Unlike miRNA and siRNA, piRNAs are typically longer, with a length of 26–31, originate from single-stranded RNA precursors, and do not require Dicer for maturation (Fig. 3). Most piRNAs are transcribed by RNA polymerase II as long transcripts which are then exported to the cytoplasm and processed into smaller sequences (mature piRNAs). In D. melanogaster, the nuclear export of piRNA precursors is mediated by UAP-56 that has been previously implicated in mRNA splicing and export. Another factor that has been important in the context of piRNAs biogenesis is the mitochondrial surface protein Zucchini. This protein has endonuclease activity for single-stranded RNA and likely processes the piRNA precursors, possibility at the 5′end. After 5′ processing, the 5′U/piRNA is incorporated into the MID domain of the Piwi protein, followed by 3′end processing, which likely involves an unknown trimmer activity as well as the action of methyl-transferase Pimet. Mature piRNAs are 5′ monophosphated and 2′-O-methyl modified in the 3′ terminal, a unique and specific feature of all piRNAs.

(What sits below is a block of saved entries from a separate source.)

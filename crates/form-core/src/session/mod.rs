//! Sesiones del wizard: una ejecución del formulario multi-página.
//!
//! Una sesión nace transitoria (sin `hash`) y pasa a persistente cuando el
//! storage le asigna el hash secreto (`StepStore::persist_session`). Sólo
//! entonces los links usan el hash en lugar del id.

pub mod binding;
pub mod link;

use chrono::{DateTime, Utc};
use uuid::Uuid;

use crate::step::StepType;

pub use binding::SessionBinding;
pub use link::LinkConfig;

#[derive(Debug, Clone, PartialEq, Eq)]
pub struct Session<K: StepType> {
    pub id: Uuid,
    pub hash: Option<String>,
    pub current_step: Option<K>,
    pub created_at: DateTime<Utc>,
}

impl<K: StepType> Session<K> {
    pub fn new(id: Uuid, created_at: DateTime<Utc>) -> Self {
        Self { id,
               hash: None,
               current_step: None,
               created_at }
    }

    pub fn is_persistent(&self) -> bool {
        self.hash.is_some()
    }

    /// Token público para reanudar: hash si existe, id en otro caso.
    pub fn token(&self) -> String {
        match &self.hash {
            Some(h) => h.clone(),
            None => self.id.to_string(),
        }
    }
}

Fig. 3 Mechanisms of piRNA biogenesis in D. melanogaster. The piwi-interacting RNA pathway is involved in defense against transposable elements in the germline. Antisense precursor piRNAs are synthesized from repetitive elements by RNA polymerase II and then exported from the nucleus to nuage granules, where piRNA biogenesis is believed to occur. These piRNA precursors are cleaved by the endonuclease Zucchini, located in the outer membrane of mitochondria, generating the 5′end of the future piRNAs. Then they are trimmed to short fragments, and their 3′ ends are 2′-methylated and then loaded onto aubergine (Aub), which cleaves complementary transposon transcripts to generate sense piRNA fragments. Argonaute 3 (Ago3) uses the sense piRNA fragments to bind and cleave additional complementary antisense transposon transcripts to generate more antisense piRNAs, thus creating a feedback loop known as the ping-pong cycle. This amplification step generates new piRNAs that are identical in sequence to the piRNA that initiated the cycle.

The D. melanogaster genome encodes three Piwi proteins, Piwi, Aubergine (Aub), and Ago3, all of which are required for male and female fertility. As shown in Fig. 3, Piwi and Aub show a strong preference for sequences with a 5′uridine (U) within the antisense to transposons, whereas Ago3 shows enrichment for adenine (A) at position 10 within the sense to transposons, suggesting that Ago3 piRNAs are generated by a new mechanism known as the “ping-pong cycle” of amplification. In this cycle, Aub-bound piRNAs recognize a complementary transposon and induce endonuclease cleavage of the target. Such slicing generates the 5′ end of new sense piRNAs. This cytoplasmic loop, which is also found in zebrafish, links piRNA amplification to posttranscriptional target silencing. Additionally, mature piRNAs in the cytoplasm form a complex with Piwi proteins and migrate back into the nucleus, reaching their target transcripts and mobilizing the silencing machinery to block the transcription of transposable elements via DNA methylation (Fig. 3). Although the role of piRNAs in silencing transposon repeat elements is well established, recent reports have shown that piRNAs can also regulate gene expression and perfect sequence homology between the piRNA and its target mRNA is not required for efficient repression by deadenylation. Apart from the gonads, piRNAs and PIWI proteins may be expressed in various somatic cell types, albeit typically at lower levels than those observed in the germline. Similar to miRNAs, a higher number of piRNAs are expressed in tumors compared to normal tissues.